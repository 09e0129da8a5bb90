//! Programmer-facing errors raised while declaring or assembling a form.
//!
//! Invalid *input* never produces one of these: submitted values that fail
//! validation are recorded on the field and surfaced as form error messages.

/// Errors from building fields and assembling forms.
#[derive(Debug, thiserror::Error)]
pub enum FormError {
    #[error("unknown field type: {0}")]
    UnknownType(String),
    #[error("field type {kind} is handled outside the validation engine")]
    Unsupported { kind: &'static str },
    #[error("invalid pattern for field {field}: {source}")]
    InvalidPattern {
        field: String,
        #[source]
        source: regex::Error,
    },
    #[error("pattern field {field} has no pattern")]
    MissingPattern { field: String },
    #[error("field {field} needs a choice table")]
    MissingChoices { field: String },
    #[error("time menu {field} needs start, end and a positive interval")]
    BadTimeRange { field: String },
    #[error("duplicate field id: {0}")]
    DuplicateField(String),
    #[error("unknown field: {0}")]
    UnknownField(String),
}
//! Declarative field specifications.
//!
//! A [`FieldSpec`] names a field and carries its options; the concrete
//! kind is resolved by [`crate::infer`] when the spec is built into a
//! [`Field`]. Specs deserialize from JSON so whole forms can be defined
//! outside code:
//!
//! ```json
//! { "name": "contact_email", "optional": true, "placeholder": "me@example.org" }
//! ```

use std::collections::HashMap;

use serde::{Deserialize, Serialize};
use tracing::debug;

use crate::choice::Choices;
use crate::error::FormError;
use crate::field::{Composite, Field, FieldKind, Gate, NumberRange, TimeRange};
use crate::infer::{infer, Inferred, KindTag};
use crate::source::ColumnTable;

/// Per-kind options. Options that do not apply to the resolved kind are
/// ignored.
#[derive(Debug, Clone, Default, Serialize, Deserialize)]
#[serde(default)]
pub struct FieldOptions {
    pub pattern: Option<String>,
    pub choices: Option<Choices>,
    pub min: Option<f64>,
    pub max: Option<f64>,
    pub step: Option<f64>,
    pub instance: Option<String>,
    pub priority: Option<i64>,
    pub maxlength: Option<usize>,
    pub default: Option<String>,
    pub readonly: bool,
    pub autosubmit: bool,
    pub title: Option<String>,
    pub placeholder: Option<String>,
    pub annotation: Option<String>,
    pub allow_uri: bool,
    /// Time menus: first slot, in hours.
    pub start: Option<f64>,
    /// Time menus: last slot, in hours.
    pub end: Option<f64>,
    /// Time menus: hours between slots.
    pub interval: Option<f64>,
    /// Composite sub-fields, in order.
    #[serde(skip_serializing_if = "Vec::is_empty")]
    pub fields: Vec<FieldSpec>,
    #[serde(skip_serializing_if = "Option::is_none")]
    pub gate: Option<Gate>,
}

/// Declarative descriptor of one field.
#[derive(Debug, Clone, Serialize, Deserialize)]
pub struct FieldSpec {
    pub name: String,
    /// Defaults to the name with underscores as spaces, title-cased.
    #[serde(default, skip_serializing_if = "Option::is_none")]
    pub description: Option<String>,
    /// Explicit kind; inferred when absent.
    #[serde(default, rename = "type", skip_serializing_if = "Option::is_none")]
    pub kind: Option<String>,
    #[serde(default)]
    pub optional: bool,
    /// Key inside a composite; defaults to the name.
    #[serde(default, skip_serializing_if = "Option::is_none")]
    pub key: Option<String>,
    #[serde(flatten)]
    pub options: FieldOptions,
}

/// A required field spec.
pub fn field(name: impl Into<String>) -> FieldSpec {
    FieldSpec {
        name: name.into(),
        description: None,
        kind: None,
        optional: false,
        key: None,
        options: FieldOptions::default(),
    }
}

/// An optional field spec.
pub fn opt_field(name: impl Into<String>) -> FieldSpec {
    FieldSpec {
        optional: true,
        ..field(name)
    }
}

impl FieldSpec {
    #[must_use]
    pub fn described(mut self, description: impl Into<String>) -> Self {
        self.description = Some(description.into());
        self
    }

    /// Sets the explicit type string (`"email"`, `"menu"`, ...).
    #[must_use]
    pub fn typed(mut self, kind: impl Into<String>) -> Self {
        self.kind = Some(kind.into());
        self
    }

    #[must_use]
    pub fn choices(mut self, choices: Choices) -> Self {
        self.options.choices = Some(choices);
        self
    }

    #[must_use]
    pub fn pattern(mut self, pattern: impl Into<String>) -> Self {
        self.options.pattern = Some(pattern.into());
        self
    }

    #[must_use]
    pub fn range(mut self, min: Option<f64>, max: Option<f64>) -> Self {
        self.options.min = min;
        self.options.max = max;
        self
    }

    #[must_use]
    pub fn priority(mut self, priority: i64) -> Self {
        self.options.priority = Some(priority);
        self
    }

    #[must_use]
    pub fn instance(mut self, instance: impl Into<String>) -> Self {
        self.options.instance = Some(instance.into());
        self
    }

    #[must_use]
    pub fn maxlength(mut self, maxlength: usize) -> Self {
        self.options.maxlength = Some(maxlength);
        self
    }

    #[must_use]
    pub fn default_value(mut self, default: impl Into<String>) -> Self {
        self.options.default = Some(default.into());
        self
    }

    #[must_use]
    pub fn annotation(mut self, annotation: impl Into<String>) -> Self {
        self.options.annotation = Some(annotation.into());
        self
    }

    #[must_use]
    pub fn allow_uri(mut self) -> Self {
        self.options.allow_uri = true;
        self
    }

    #[must_use]
    pub fn readonly(mut self) -> Self {
        self.options.readonly = true;
        self
    }

    #[must_use]
    pub fn autosubmit(mut self) -> Self {
        self.options.autosubmit = true;
        self
    }

    /// Time-menu slots from `start` to `end` every `interval` hours.
    #[must_use]
    pub fn times(mut self, start: f64, end: f64, interval: f64) -> Self {
        self.options.start = Some(start);
        self.options.end = Some(end);
        self.options.interval = Some(interval);
        self
    }

    /// Adds a composite sub-field under `key`.
    #[must_use]
    pub fn sub_field(mut self, key: impl Into<String>, mut spec: FieldSpec) -> Self {
        spec.key = Some(key.into());
        self.options.fields.push(spec);
        self
    }

    #[must_use]
    pub fn gate(mut self, controller: impl Into<String>, flag: impl Into<String>) -> Self {
        self.options.gate = Some(Gate {
            controller: controller.into(),
            flag: flag.into(),
        });
        self
    }

    /// `name` plus the instance suffix.
    #[must_use]
    pub fn id(&self) -> String {
        format!(
            "{}{}",
            self.name,
            self.options.instance.as_deref().unwrap_or_default()
        )
    }

    /// Resolves the kind tag this spec would build.
    ///
    /// # Errors
    ///
    /// Returns [`FormError::UnknownType`] for an unknown explicit type.
    pub fn inferred(
        &self,
        enums: &HashMap<String, Choices>,
        columns: Option<&ColumnTable>,
    ) -> Result<Inferred, FormError> {
        let choices = self
            .options
            .choices
            .as_ref()
            .or_else(|| enums.get(&self.name));
        let column = columns.and_then(|c| c.get(&self.id()));
        infer(&self.name, self.kind.as_deref(), choices, column)
    }

    /// Builds the concrete field.
    ///
    /// # Errors
    ///
    /// Fails for unknown or upload types, a pattern kind without a valid
    /// pattern, a choice kind without choices, or a time menu without a
    /// usable range.
    pub fn build(
        &self,
        enums: &HashMap<String, Choices>,
        columns: Option<&ColumnTable>,
    ) -> Result<Field, FormError> {
        let inferred = self.inferred(enums, columns)?;
        debug!(field = %self.name, kind = inferred.kind.as_str(), source = ?inferred.source, "resolved field kind");
        let kind = self.kind_for(inferred.kind, enums, columns)?;

        let options = &self.options;
        let mut field = Field::new(self.name.clone(), kind)
            .readonly(options.readonly)
            .autosubmit(options.autosubmit)
            .allow_uri(options.allow_uri);
        if let Some(description) = &self.description {
            field = field.with_description(description.clone());
        }
        if self.optional {
            field = field.optional();
        }
        if let Some(instance) = &options.instance {
            field = field.with_instance(instance.clone());
        }
        if let Some(priority) = options.priority {
            field = field.with_priority(priority);
        }
        if let Some(default) = &options.default {
            field = field.with_default(default.clone());
        }
        if let Some(maxlength) = options.maxlength {
            field = field.with_maxlength(maxlength);
        }
        if let Some(title) = &options.title {
            field = field.with_title(title.clone());
        }
        if let Some(placeholder) = &options.placeholder {
            field = field.with_placeholder(placeholder.clone());
        }
        if let Some(annotation) = &options.annotation {
            field = field.with_annotation(annotation.clone());
        }
        Ok(field)
    }

    fn choice_table(&self, enums: &HashMap<String, Choices>) -> Result<Choices, FormError> {
        self.options
            .choices
            .clone()
            .or_else(|| enums.get(&self.name).cloned())
            .filter(|c| !c.is_empty())
            .ok_or_else(|| FormError::MissingChoices { field: self.id() })
    }

    fn kind_for(
        &self,
        tag: KindTag,
        enums: &HashMap<String, Choices>,
        columns: Option<&ColumnTable>,
    ) -> Result<FieldKind, FormError> {
        let options = &self.options;
        Ok(match tag {
            KindTag::Text => FieldKind::Text,
            KindTag::TextArea => FieldKind::TextArea,
            KindTag::Email => FieldKind::Email,
            KindTag::Password => FieldKind::Password,
            KindTag::Number => FieldKind::Number(NumberRange {
                min: options.min,
                max: options.max,
                step: options.step,
            }),
            KindTag::PostalCode => FieldKind::PostalCode,
            KindTag::Pattern => {
                let pattern = options
                    .pattern
                    .as_deref()
                    .ok_or_else(|| FormError::MissingPattern { field: self.id() })?;
                FieldKind::pattern(&self.id(), pattern)?
            }
            KindTag::State => FieldKind::State,
            KindTag::Country => FieldKind::Country,
            KindTag::Zip => FieldKind::Zip,
            KindTag::Phone => FieldKind::Phone,
            KindTag::InternationalPhone => FieldKind::InternationalPhone,
            KindTag::Year => FieldKind::Year,
            KindTag::Date => FieldKind::Date,
            KindTag::Birthdate => FieldKind::Birthdate,
            KindTag::Daytime => FieldKind::Daytime,
            KindTag::Radio => FieldKind::radio(self.choice_table(enums)?),
            KindTag::Menu => FieldKind::menu(self.choice_table(enums)?),
            KindTag::MenuItem => FieldKind::menu_item(self.choice_table(enums)?),
            KindTag::Checkbox => FieldKind::checkbox(self.choice_table(enums)?),
            KindTag::Set => FieldKind::Multiple {
                style: crate::field::MultipleStyle::Set,
                choices: self.choice_table(enums)?,
            },
            KindTag::Boolean => FieldKind::Boolean,
            KindTag::TimeMenu => {
                let (Some(start), Some(end), Some(interval)) =
                    (options.start, options.end, options.interval)
                else {
                    return Err(FormError::BadTimeRange { field: self.id() });
                };
                FieldKind::time_menu(&self.id(), TimeRange::new(start, end, interval))?
            }
            KindTag::Composite => {
                let mut composite = Composite::new();
                for sub in &options.fields {
                    let key = sub.key.clone().unwrap_or_else(|| sub.name.clone());
                    composite = composite.with_field(key, sub.build(enums, columns)?);
                }
                if let Some(gate) = &options.gate {
                    composite = composite.with_gate(gate.clone());
                }
                FieldKind::Composite(composite)
            }
            KindTag::File | KindTag::Image => {
                return Err(FormError::Unsupported {
                    kind: tag.as_str(),
                })
            }
        })
    }
}

#[cfg(test)]
mod tests {
    use super::*;
    use crate::field::MultipleStyle;
    use crate::source::ColumnDescriptor;

    fn no_enums() -> HashMap<String, Choices> {
        HashMap::new()
    }

    #[test]
    fn builders_set_required_ness() {
        assert!(!field("name").optional);
        assert!(opt_field("name").optional);
        let built = opt_field("home_phone").build(&no_enums(), None).unwrap();
        assert!(!built.required());
        assert_eq!(built.kind().tag(), KindTag::Phone);
        assert_eq!(built.description(), "Home Phone");
    }

    #[test]
    fn explicit_type_and_options() {
        let built = field("age")
            .typed("number")
            .range(Some(0.0), Some(120.0))
            .priority(2)
            .instance("3")
            .build(&no_enums(), None)
            .unwrap();
        assert_eq!(built.id(), "age3");
        assert_eq!(built.priority(), 2);
        assert!(matches!(
            built.kind(),
            FieldKind::Number(NumberRange { max: Some(m), .. }) if (*m - 120.0).abs() < f64::EPSILON
        ));
    }

    #[test]
    fn choices_come_from_enums() {
        let mut enums = HashMap::new();
        enums.insert("size".to_string(), Choices::from_list(["S", "M"]));
        let built = field("size").build(&enums, None).unwrap();
        assert_eq!(built.kind().tag(), KindTag::Checkbox);
        assert!(matches!(
            built.kind(),
            FieldKind::Multiple { style: MultipleStyle::Checkbox, .. }
        ));
    }

    #[test]
    fn column_types_drive_inference() {
        let columns: ColumnTable = [("agreed", ColumnDescriptor::new("tinyint(1)", false, None))]
            .into_iter()
            .collect();
        let built = field("agreed").build(&no_enums(), Some(&columns)).unwrap();
        assert_eq!(built.kind().tag(), KindTag::Boolean);
    }

    #[test]
    fn programmer_errors() {
        assert!(matches!(
            field("x").typed("hologram").build(&no_enums(), None),
            Err(FormError::UnknownType(t)) if t == "hologram"
        ));
        assert!(matches!(
            field("code").typed("pattern").build(&no_enums(), None),
            Err(FormError::MissingPattern { .. })
        ));
        assert!(matches!(
            field("color").typed("menu").build(&no_enums(), None),
            Err(FormError::MissingChoices { .. })
        ));
        assert!(matches!(
            field("slot").typed("timemenu").build(&no_enums(), None),
            Err(FormError::BadTimeRange { .. })
        ));
        assert!(matches!(
            field("profile_picture").build(&no_enums(), None),
            Err(FormError::Unsupported { kind: "file" | "image" })
        ));
    }

    #[test]
    fn specs_deserialize_from_json() {
        let spec: FieldSpec = serde_json::from_str(
            r#"{
                "name": "favorite",
                "type": "radio",
                "optional": true,
                "choices": {"16": "A", "16 & 18": "B"},
                "annotation": "pick one"
            }"#,
        )
        .unwrap();
        let built = spec.build(&no_enums(), None).unwrap();
        assert!(!built.required());
        assert_eq!(built.annotation(), Some("pick one"));
        assert_eq!(built.kind().choices().map(Choices::len), Some(2));
    }

    #[test]
    fn composite_specs_nest() {
        let spec = field("meeting")
            .typed("composite")
            .sub_field("room", field("meeting_room").typed("text"))
            .sub_field("when", field("meeting_time").times(9.0, 17.0, 1.0).typed("timemenu"));
        let built = spec.build(&no_enums(), None).unwrap();
        assert!(built.sub_field("room").is_some());
        assert_eq!(
            built.sub_field("when").map(|f| f.kind().tag()),
            Some(KindTag::TimeMenu)
        );
    }
}
//! Rules for free-text kinds. Each takes trimmed, non-blank input and
//! returns the canonical form if the input is valid.

use std::sync::LazyLock;

use regex::Regex;

use super::NumberRange;
use crate::country;
use crate::escape::is_numeric;

static URI_RE: LazyLock<Regex> =
    LazyLock::new(|| Regex::new(r"(?i)\b(?:https?|ftp)://").expect("static pattern"));
static EMAIL_RE: LazyLock<Regex> = LazyLock::new(|| {
    Regex::new(r"(?i)^[_a-z0-9-]+(\.[_a-z0-9-]+)*@[a-z0-9-]+(\.[a-z0-9-]+)*(\.[a-z]{2,})$")
        .expect("static pattern")
});
static PASSWORD_RE: LazyLock<Regex> =
    LazyLock::new(|| Regex::new(r"^\S{8,}$").expect("static pattern"));
static STATE_RE: LazyLock<Regex> =
    LazyLock::new(|| Regex::new(r"^([A-Za-z]{2})$").expect("static pattern"));
static ZIP_RE: LazyLock<Regex> =
    LazyLock::new(|| Regex::new(r"^([0-9]{5})-?([0-9]{4})?$").expect("static pattern"));
static PHONE_RE: LazyLock<Regex> = LazyLock::new(|| {
    Regex::new(r"^\(?([0-9]{3})\)?[-. ]?([0-9]{3})[-. ]?([0-9]{4})$").expect("static pattern")
});
static INTL_PHONE_RE: LazyLock<Regex> =
    LazyLock::new(|| Regex::new(r"^\+[0-9 ().-]+$").expect("static pattern"));

/// Address rejected even though it is well formed.
const SAMPLE_EMAIL: &str = "sample@email.tst";

pub(super) fn looks_like_uri(s: &str) -> bool {
    URI_RE.is_match(s)
}

pub(super) fn within_length(s: &str, maxlength: Option<usize>) -> bool {
    maxlength.is_none_or(|max| s.chars().count() <= max)
}

pub(super) fn email(s: &str) -> Option<String> {
    (EMAIL_RE.is_match(s) && !s.eq_ignore_ascii_case(SAMPLE_EMAIL)).then(|| s.to_string())
}

pub(super) fn password(s: &str) -> Option<String> {
    PASSWORD_RE.is_match(s).then(|| s.to_string())
}

pub(super) fn number(s: &str, range: &NumberRange) -> Option<String> {
    if !is_numeric(s) {
        return None;
    }
    let n: f64 = s.parse().ok().filter(|n: &f64| n.is_finite())?;
    let above_min = range.min.is_none_or(|min| n >= min);
    let below_max = range.max.is_none_or(|max| n <= max);
    (above_min && below_max).then(|| s.to_string())
}

pub(super) fn pattern(re: &Regex, s: &str) -> Option<String> {
    re.is_match(s).then(|| s.to_string())
}

pub(super) fn state(s: &str) -> Option<String> {
    STATE_RE
        .captures(s)
        .map(|caps| caps[1].to_ascii_uppercase())
}

/// Resolves names and codes to an alpha-2 code. A well-formed code that is
/// not assigned still passes.
pub(super) fn country(s: &str) -> Option<String> {
    let code = state(&country::heuristicate(s))?;
    if !country::is_country_code(&code) {
        tracing::debug!(code = %code, "accepting unassigned country code");
    }
    Some(code)
}

pub(super) fn zip(s: &str) -> Option<String> {
    ZIP_RE.captures(s).map(|caps| caps[1].to_string())
}

pub(super) fn phone(s: &str) -> Option<String> {
    PHONE_RE
        .captures(s)
        .map(|caps| format!("{}-{}-{}", &caps[1], &caps[2], &caps[3]))
}

/// US numbers as for [`phone`]; otherwise `+` and 7 to 15 digits in groups,
/// normalized to single-space separated groups.
pub(super) fn international_phone(s: &str) -> Option<String> {
    if let Some(us) = phone(s) {
        return Some(us);
    }
    if !INTL_PHONE_RE.is_match(s) {
        return None;
    }
    let groups: Vec<&str> = s[1..]
        .split(|c: char| !c.is_ascii_digit())
        .filter(|g| !g.is_empty())
        .collect();
    let digits: usize = groups.iter().map(|g| g.len()).sum();
    (7..=15)
        .contains(&digits)
        .then(|| format!("+{}", groups.join(" ")))
}

#[cfg(test)]
mod tests {
    use super::*;

    #[test]
    fn uri_detection() {
        assert!(looks_like_uri("see HTTP://x.org"));
        assert!(looks_like_uri("ftp://files"));
        assert!(!looks_like_uri("http:/broken"));
        assert!(!looks_like_uri("mailto:me@x.org"));
    }

    #[test]
    fn emails() {
        assert_eq!(email("Ann.Lee@Example.COM").as_deref(), Some("Ann.Lee@Example.COM"));
        assert!(email("ann@localhost").is_none());
        assert!(email("ann lee@example.com").is_none());
        assert!(email("Sample@Email.tst").is_none());
    }

    #[test]
    fn passwords_need_eight_non_space_characters() {
        assert!(password("hunter22").is_some());
        assert!(password("hunter2").is_none());
        assert!(password("hunter 22").is_none());
    }

    #[test]
    fn numbers_respect_inclusive_bounds() {
        let range = NumberRange {
            min: Some(0.0),
            max: Some(10.0),
            step: None,
        };
        assert_eq!(number("10", &range).as_deref(), Some("10"));
        assert_eq!(number("0", &range).as_deref(), Some("0"));
        assert!(number("10.5", &range).is_none());
        assert!(number("-1", &range).is_none());
        assert!(number("ten", &range).is_none());
        assert_eq!(number("2.5e1", &NumberRange::default()).as_deref(), Some("2.5e1"));
    }

    #[test]
    fn states_uppercase() {
        assert_eq!(state("ma").as_deref(), Some("MA"));
        assert!(state("Mass").is_none());
    }

    #[test]
    fn countries_heuristicate() {
        assert_eq!(country("United Kingdom").as_deref(), Some("GB"));
        assert_eq!(country("usa").as_deref(), Some("US"));
        assert_eq!(country("zz").as_deref(), Some("ZZ"));
        assert!(country("Atlantis").is_none());
    }

    #[test]
    fn zips_keep_five_digits() {
        assert_eq!(zip("02138-1234").as_deref(), Some("02138"));
        assert_eq!(zip("021381234").as_deref(), Some("02138"));
        assert_eq!(zip("02138").as_deref(), Some("02138"));
        assert!(zip("2138").is_none());
    }

    #[test]
    fn us_phones() {
        assert_eq!(phone("555.123.4567").as_deref(), Some("555-123-4567"));
        assert_eq!(phone("(555) 123-4567").as_deref(), Some("555-123-4567"));
        assert_eq!(phone("5551234567").as_deref(), Some("555-123-4567"));
        assert!(phone("555-1234").is_none());
    }

    #[test]
    fn international_phones() {
        assert_eq!(
            international_phone("+44 20 7946 0958").as_deref(),
            Some("+44 20 7946 0958")
        );
        assert_eq!(
            international_phone("+44 (20)  7946-0958").as_deref(),
            Some("+44 20 7946 0958")
        );
        assert_eq!(
            international_phone("555.123.4567").as_deref(),
            Some("555-123-4567")
        );
        assert!(international_phone("+12 34").is_none());
        assert!(international_phone("+1234567890123456").is_none());
        assert!(international_phone("44 20 7946 0958").is_none());
    }
}
#[cfg(test)]
mod tests {
    use super::*;
    use crate::config::FixedYear;
    use crate::declare::{field, opt_field};
    use crate::source::ColumnDescriptor;

    fn submission(pairs: &[(&str, &str)]) -> Submission {
        Submission::from_pairs(pairs.iter().copied())
    }

    fn contact_form() -> Form {
        let mut form = Form::new("contact").with_action("/contact");
        form.add_spec(&field("name")).unwrap();
        form.add_spec(&field("email")).unwrap();
        form.add_spec(&opt_field("phone")).unwrap();
        form
    }

    #[test]
    fn duplicate_ids_are_rejected() {
        let mut form = contact_form();
        assert!(matches!(
            form.add_spec(&field("email")),
            Err(FormError::DuplicateField(id)) if id == "email"
        ));
        form.add_spec(&field("email").instance("2")).unwrap();
        assert!(form.field("email", Some("2")).is_some());
    }

    #[test]
    fn absent_fields_are_skipped() {
        let mut form = contact_form();
        assert!(form.parse_values(&submission(&[("name", "Ann")]), true));
        assert!(form.is_complete());
        assert!(!form.field_has_value("email", None));
    }

    #[test]
    fn errors_are_collected_in_order() {
        let mut form = contact_form();
        let ok = form.parse_values(
            &submission(&[("name", ""), ("email", "nope"), ("phone", "12")]),
            true,
        );
        assert!(!ok);
        assert_eq!(form.errors().len(), 3);
        assert!(form.errors()[0].starts_with("Name is a required field"));
        assert!(form.errors()[1].starts_with("Email: \"nope\""));
    }

    #[test]
    fn validate_false_keeps_error_list() {
        let mut form = contact_form();
        assert!(!form.parse_values(&submission(&[("name", "")]), false));
        assert!(form.errors().is_empty());
        assert!(!form.is_complete());
    }

    #[test]
    fn sections_partition_fields() {
        let mut form = Form::new("signup");
        form.add_spec(&field("name")).unwrap();
        form.start_section("address", Some("<tr><th>Address</th></tr>"));
        form.add_spec(&field("zip")).unwrap();
        form.add_spec(&field("state")).unwrap();
        form.finish_section(None);
        form.finish_section(None);
        assert_eq!(form.section_names(), vec!["signup", "address"]);
        let ids: Vec<&str> = form
            .section_fields(Some("address"))
            .iter()
            .map(|f| f.id())
            .collect();
        assert_eq!(ids, vec!["zip", "state"]);
        assert!(form.section_fields(Some("nowhere")).is_empty());
        assert!(form.html_form_table().contains("<tr><th>Address</th></tr>"));
    }

    #[test]
    fn open_section_is_visible_before_finishing() {
        let mut form = Form::new("quick");
        form.add_spec(&field("name")).unwrap();
        assert_eq!(form.section_names(), vec!["quick"]);
        assert_eq!(form.section_fields(Some("quick")).len(), 1);
    }

    #[test]
    fn field_order_can_be_changed() {
        let mut form = contact_form();
        form.set_field_order(&["phone", "name"]).unwrap();
        let ids: Vec<&str> = form.fields().map(Field::id).collect();
        assert_eq!(ids, vec!["phone", "name", "email"]);
        assert!(matches!(
            form.set_field_order(&["fax"]),
            Err(FormError::UnknownField(id)) if id == "fax"
        ));
    }

    #[test]
    fn auto_add_uses_columns() {
        let columns: ColumnTable = [
            ("id", ColumnDescriptor::new("int(11)", false, None)),
            ("title", ColumnDescriptor::new("varchar(80)", false, None)),
            ("body", ColumnDescriptor::new("text", true, None)),
            ("attachment", ColumnDescriptor::new("longblob", true, None)),
        ]
        .into_iter()
        .collect();
        let mut form = Form::new("posts").with_columns(columns);
        let added = form.auto_add_fields(None, &[], &["id"]).unwrap();
        assert_eq!(added, 2);
        let title = form.field("title", None).unwrap();
        assert!(title.required());
        assert_eq!(title.maxlength(), Some(80));
        assert!(!form.field("body", None).unwrap().required());
        assert!(form.field("attachment", None).is_none());
    }

    #[test]
    fn whole_form_sql() {
        let mut form = contact_form();
        form.parse_values_with(
            &submission(&[("name", "Ann"), ("email", "ann@example.org")]),
            true,
            &FixedYear(2026),
        );
        assert_eq!(
            form.sql_form(None),
            "`name` = 'Ann', `email` = 'ann@example.org', `phone` = DEFAULT"
        );
        assert_eq!(form.sql_fields(None), "`name`, `email`, `phone`");
        assert_eq!(
            form.sql_table(None),
            "CREATE TABLE `contact` (\n  `name` VARCHAR(63) NOT NULL,\n  `email` VARCHAR(254) NOT NULL,\n  `phone` VARCHAR(16) NULL DEFAULT NULL\n) ENGINE=InnoDB DEFAULT CHARSET=utf8;"
        );
        let params = form.sql_assignments(None);
        assert_eq!(params[0], ("name".to_string(), Some(SqlParam::Text("Ann".into()))));
        assert_eq!(params[2], ("phone".to_string(), None));
    }

    #[test]
    fn brief_text_skips_empty_fields() {
        let mut form = contact_form();
        form.parse_values(&submission(&[("name", "Ann"), ("phone", "")]), true);
        assert_eq!(form.text_form(true, None), "name: Ann");
        assert_eq!(form.text_form(false, None), "Name: Ann\n\nEmail: \n\nPhone: ");
    }

    #[test]
    fn html_form_lists_errors_and_token() {
        let mut form = contact_form();
        form.parse_values(&submission(&[("name", "")]), true);
        let html = form.html_form("tok123", None);
        assert!(html.contains("<p class=\"errortext\">Name is a required field. Please enter it below.</p>"));
        assert!(html.contains("<form class=\"contact\" name=\"contact\" method=\"post\" action=\"/contact\""));
        assert!(html.contains("<input type=\"hidden\" name=\"process\" value=\"tok123\">"));
        assert!(html.contains("value=\"Submit Form\""));
        assert!(html.contains("<table class=\"contact\">"));
    }
}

================

● **TRY IT**
Filter the listing for the word "FieldOptions" and copy each line that has it.

● **WRITTEN ANSWER**
pub struct FieldOptions {
    pub options: FieldOptions,
        options: FieldOptions::default(),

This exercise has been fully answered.